*EXERCISE*
Please tally how many lines in the entries below include the word "tree", giving only the number.

Segment Start: DATA RECORDS

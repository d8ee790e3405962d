//! Migration guard
//!
//! A shared on/off switch for lazy load rules. Bulk migrations turn it on for
//! exactly the duration of their run through [`MigrationGuard::activate`];
//! load rules only ever read it.
//!
//! Clones share one flag. Two bulk runs on the same guard at the same time are
//! not supported: whichever finishes first turns the guard off for both.

use std::sync::atomic::{AtomicBool, Ordering};
use std::sync::Arc;

use tracing::{debug, warn};

/// Observable state of a guard
#[derive(Debug, Clone, Copy, PartialEq, Eq)]
pub enum GuardState {
    /// Load rules are no-ops
    Inactive,
    /// Load rules inspect and may rewrite matching loads
    Active,
}

/// Shared flag gating lazy migration rules
#[derive(Debug, Clone, Default)]
pub struct MigrationGuard {
    enabled: Arc<AtomicBool>,
}

impl MigrationGuard {
    /// Create an inactive guard
    pub fn new() -> Self {
        Self::default()
    }

    /// Whether load rules should run
    pub fn is_enabled(&self) -> bool {
        self.enabled.load(Ordering::SeqCst)
    }

    /// Set the flag directly
    ///
    /// Prefer [`activate`](Self::activate), which cannot leave the guard on.
    pub fn set_enabled(&self, enabled: bool) {
        self.enabled.store(enabled, Ordering::SeqCst);
    }

    /// Current state
    pub fn state(&self) -> GuardState {
        if self.is_enabled() {
            GuardState::Active
        } else {
            GuardState::Inactive
        }
    }

    /// Turn the guard on until the returned scope is dropped
    ///
    /// The scope turns the guard off on every exit path: normal return, early
    /// `?` return and unwinding panic.
    #[must_use = "the guard turns off again as soon as the scope is dropped"]
    pub fn activate(&self) -> GuardScope {
        if self.enabled.swap(true, Ordering::SeqCst) {
            warn!(
                target: "docmigrate::migration",
                "Migration guard was already active; concurrent bulk migrations are unsupported"
            );
        }
        debug!(target: "docmigrate::migration", "Migration guard activated");
        GuardScope {
            guard: self.clone(),
        }
    }
}

/// Keeps a [`MigrationGuard`] active while alive
#[derive(Debug)]
pub struct GuardScope {
    guard: MigrationGuard,
}

impl Drop for GuardScope {
    fn drop(&mut self) {
        self.guard.set_enabled(false);
        debug!(target: "docmigrate::migration", "Migration guard released");
    }
}
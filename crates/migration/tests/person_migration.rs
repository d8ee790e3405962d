//! Person migration against the in-memory store
//!
//! Exercises the full load-rule + bulk path: selectivity on model and guard,
//! repeated runs, and rollback when a load fails midway.

use std::sync::atomic::{AtomicUsize, Ordering};
use std::sync::Arc;

use docmigrate_core::{
    DocumentAfterRepositoryLoadEvent, DocumentLoadListener, DocumentReference, DocumentRepository,
    Error, Result,
};
use docmigrate_migration::{MigrationGuard, PersonMigration, MODEL_TO_MIGRATE};
use docmigrate_storage::InMemoryDocumentStore;

const WITH_FIELD: &str = r#"{"Person":{"PersonalData":{"PlaceOfBirth":"Berlin","Name":"X"}}}"#;
const WITHOUT_FIELD: &str = r#"{"Person":{"PersonalData":{"Name":"X"}}}"#;

fn setup() -> (
    Arc<InMemoryDocumentStore>,
    PersonMigration<InMemoryDocumentStore>,
    MigrationGuard,
) {
    let store = Arc::new(InMemoryDocumentStore::new());
    let guard = MigrationGuard::new();
    let migration = PersonMigration::new(store.clone(), guard.clone()).unwrap();
    store.register_load_listener(migration.listener());
    (store, migration, guard)
}

/// Fails the `n`-th load it sees (0-based), counting every load
struct FailNthLoad {
    n: usize,
    seen: AtomicUsize,
}

impl DocumentLoadListener for FailNthLoad {
    fn on_document_loaded(&self, _event: &mut DocumentAfterRepositoryLoadEvent) -> Result<()> {
        if self.seen.fetch_add(1, Ordering::SeqCst) == self.n {
            return Err(Error::storage("simulated load failure"));
        }
        Ok(())
    }
}

#[test]
fn plain_loads_do_not_migrate() {
    let (store, _migration, guard) = setup();
    let person = store.create(MODEL_TO_MIGRATE, WITH_FIELD).unwrap();

    let loaded = store.find_by_reference(&person).unwrap().unwrap();

    assert!(!guard.is_enabled());
    assert_eq!(loaded.kernel_content, WITH_FIELD);
    assert_eq!(store.raw_content(&person).unwrap(), WITH_FIELD);
}

#[test]
fn loads_while_guard_active_strip_field_without_persisting() {
    let (store, _migration, guard) = setup();
    let person = store.create(MODEL_TO_MIGRATE, WITH_FIELD).unwrap();

    let loaded = {
        let _scope = guard.activate();
        store.find_by_reference(&person).unwrap().unwrap()
    };

    assert_eq!(loaded.kernel_content, WITHOUT_FIELD);
    assert_eq!(store.raw_content(&person).unwrap(), WITH_FIELD);
}

#[test]
fn bulk_run_migrates_only_person_documents() {
    let (store, migration, guard) = setup();
    let people: Vec<DocumentReference> = (0..5)
        .map(|_| store.create(MODEL_TO_MIGRATE, WITH_FIELD).unwrap())
        .collect();
    let address = store.create("Address_DM", WITH_FIELD).unwrap();
    let lower = store.create("person_dm", WITH_FIELD).unwrap();

    let report = migration.migrate_place_of_birth_field().unwrap();

    assert_eq!(report.scanned, 5);
    assert_eq!(report.updated, 5);
    assert_eq!(report.missing, 0);
    for person in &people {
        assert_eq!(store.raw_content(person).unwrap(), WITHOUT_FIELD);
        assert_eq!(store.stored(person).unwrap().version, 2);
    }
    assert_eq!(store.raw_content(&address).unwrap(), WITH_FIELD);
    // Listing is exact-match, so a differently cased model is never scanned
    assert_eq!(store.raw_content(&lower).unwrap(), WITH_FIELD);
    assert!(!guard.is_enabled());
}

#[test]
fn documents_without_field_are_rewritten_byte_identical() {
    let (store, migration, _guard) = setup();
    let pretty = "{ \"Person\": { \"PersonalData\": { \"Name\": \"X\" } } }";
    let person = store.create(MODEL_TO_MIGRATE, pretty).unwrap();

    migration.migrate_place_of_birth_field().unwrap();

    assert_eq!(store.raw_content(&person).unwrap(), pretty);
}

#[test]
fn repeated_runs_are_stable() {
    let (store, migration, _guard) = setup();
    let person = store.create(MODEL_TO_MIGRATE, WITH_FIELD).unwrap();

    let first = migration.migrate_place_of_birth_field().unwrap();
    let after_first = store.raw_content(&person).unwrap();
    let second = migration.migrate_place_of_birth_field().unwrap();

    assert_eq!(first.updated, second.updated);
    assert_eq!(store.raw_content(&person).unwrap(), after_first);
    assert_eq!(after_first, WITHOUT_FIELD);
}

#[test]
fn failed_run_rolls_back_and_releases_guard() {
    let (store, migration, guard) = setup();
    let people: Vec<DocumentReference> = (0..3)
        .map(|_| store.create(MODEL_TO_MIGRATE, WITH_FIELD).unwrap())
        .collect();
    store.register_load_listener(Arc::new(FailNthLoad {
        n: 2,
        seen: AtomicUsize::new(0),
    }));

    let err = migration.migrate_place_of_birth_field().unwrap_err();

    assert!(matches!(err, Error::Storage(_)));
    assert!(!guard.is_enabled());
    for person in &people {
        assert_eq!(store.raw_content(person).unwrap(), WITH_FIELD);
        assert_eq!(store.stored(person).unwrap().version, 1);
    }
}

#[test]
fn bulk_run_persists_large_numbers_exactly() {
    let (store, migration, _guard) = setup();
    let person = store
        .create(
            MODEL_TO_MIGRATE,
            r#"{"Person":{"PersonalData":{"PlaceOfBirth":"Berlin","TaxId":123456789012345678901234567890,"Balance":1234.56789012345678901234}}}"#,
        )
        .unwrap();

    migration.migrate_place_of_birth_field().unwrap();

    assert_eq!(
        store.raw_content(&person).unwrap(),
        r#"{"Person":{"PersonalData":{"TaxId":123456789012345678901234567890,"Balance":1234.56789012345678901234}}}"#
    );
}
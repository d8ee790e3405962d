//! Clap command tree definition.

use clap::{Arg, ArgAction, ArgMatches, Command};

/// Build the complete CLI command tree.
pub fn build_cli() -> Command {
    Command::new("docmigrate")
        .about("Document migrations and attachment checks")
        .subcommand_required(true)
        .arg_required_else_help(true)
        .arg(
            Arg::new("config")
                .long("config")
                .help("Config file (default: ./docmigrate.toml)")
                .global(true),
        )
        .arg(
            Arg::new("verbose")
                .long("verbose")
                .short('v')
                .help("Log at debug level")
                .action(ArgAction::SetTrue)
                .global(true),
        )
        .arg(
            Arg::new("json")
                .long("json")
                .help("JSON output mode")
                .action(ArgAction::SetTrue)
                .global(true),
        )
        .subcommand(build_init())
        .subcommand(build_server())
        .subcommand(build_config())
}

fn build_init() -> Command {
    Command::new("init")
        .about("Run pending document migrations against a snapshot file")
        .arg(
            Arg::new("data")
                .long("data")
                .help("Snapshot file holding the stored documents")
                .required(true),
        )
        .arg(
            Arg::new("dry-run")
                .long("dry-run")
                .help("Migrate in memory without writing the snapshot back")
                .action(ArgAction::SetTrue),
        )
}

fn build_server() -> Command {
    Command::new("server")
        .about("Attachment handling checks")
        .subcommand_required(true)
        .subcommand(
            Command::new("check-mime")
                .about("Validate a MIME type against the configured allow-list")
                .arg(Arg::new("type").required(true).help("MIME type, e.g. image/png")),
        )
}

fn build_config() -> Command {
    Command::new("config")
        .about("Config file helpers")
        .subcommand_required(true)
        .subcommand(Command::new("show").about("Print the effective configuration"))
        .subcommand(Command::new("init").about("Write a default docmigrate.toml if missing"))
}

/// Deepest subcommand matches.
///
/// Global args propagate down, so the leaf sees them wherever they were given.
pub fn leaf_matches(matches: &ArgMatches) -> &ArgMatches {
    let mut current = matches;
    while let Some((_, sub)) = current.subcommand() {
        current = sub;
    }
    current
}
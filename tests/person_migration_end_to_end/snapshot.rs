//! The init bootstrap cycle: import, migrate, export

use crate::common::*;
use docmigrate::{DocumentReference, InMemoryDocumentStore, StoreSnapshot};

#[test]
fn migrated_snapshot_round_trips_through_disk() {
    let snap = TempSnapshot::new();
    let (person, address) = {
        let t = TestStore::new();
        let person = t.person(PERSON_WITH_BIRTHPLACE);
        let address = t.store.create("Address_DM", PERSON_WITH_BIRTHPLACE).unwrap();
        t.store.export_snapshot(&snap.path).unwrap();
        (person, address)
    };

    let t = TestStore::with_store(InMemoryDocumentStore::from_snapshot_file(&snap.path).unwrap());
    let report = t.migration.migrate_place_of_birth_field().unwrap();
    t.store.export_snapshot(&snap.path).unwrap();

    assert_eq!(report.updated, 1);
    let reloaded = InMemoryDocumentStore::from_snapshot_file(&snap.path).unwrap();
    assert_eq!(
        reloaded.raw_content(&person).unwrap(),
        PERSON_WITHOUT_BIRTHPLACE
    );
    assert_eq!(
        reloaded.raw_content(&address).unwrap(),
        PERSON_WITH_BIRTHPLACE
    );
}

#[test]
fn snapshot_file_is_plain_json() {
    let snap = TempSnapshot::new();
    let t = TestStore::new();
    let person: DocumentReference = t.person(PERSON_WITH_BIRTHPLACE);
    t.migration.migrate_place_of_birth_field().unwrap();
    t.store.export_snapshot(&snap.path).unwrap();

    let text = std::fs::read_to_string(&snap.path).unwrap();
    let parsed: StoreSnapshot = serde_json::from_str(&text).unwrap();

    assert_eq!(parsed.documents.len(), 1);
    assert_eq!(parsed.documents[0].reference, person);
    assert_eq!(parsed.documents[0].content, PERSON_WITHOUT_BIRTHPLACE);
    assert_eq!(parsed.documents[0].version, 2);
    assert!(!snap.dir.path().join("documents.json.tmp").exists());
}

Segment End: DATA RECORDS

*RESULT FOR THIS TASK*
2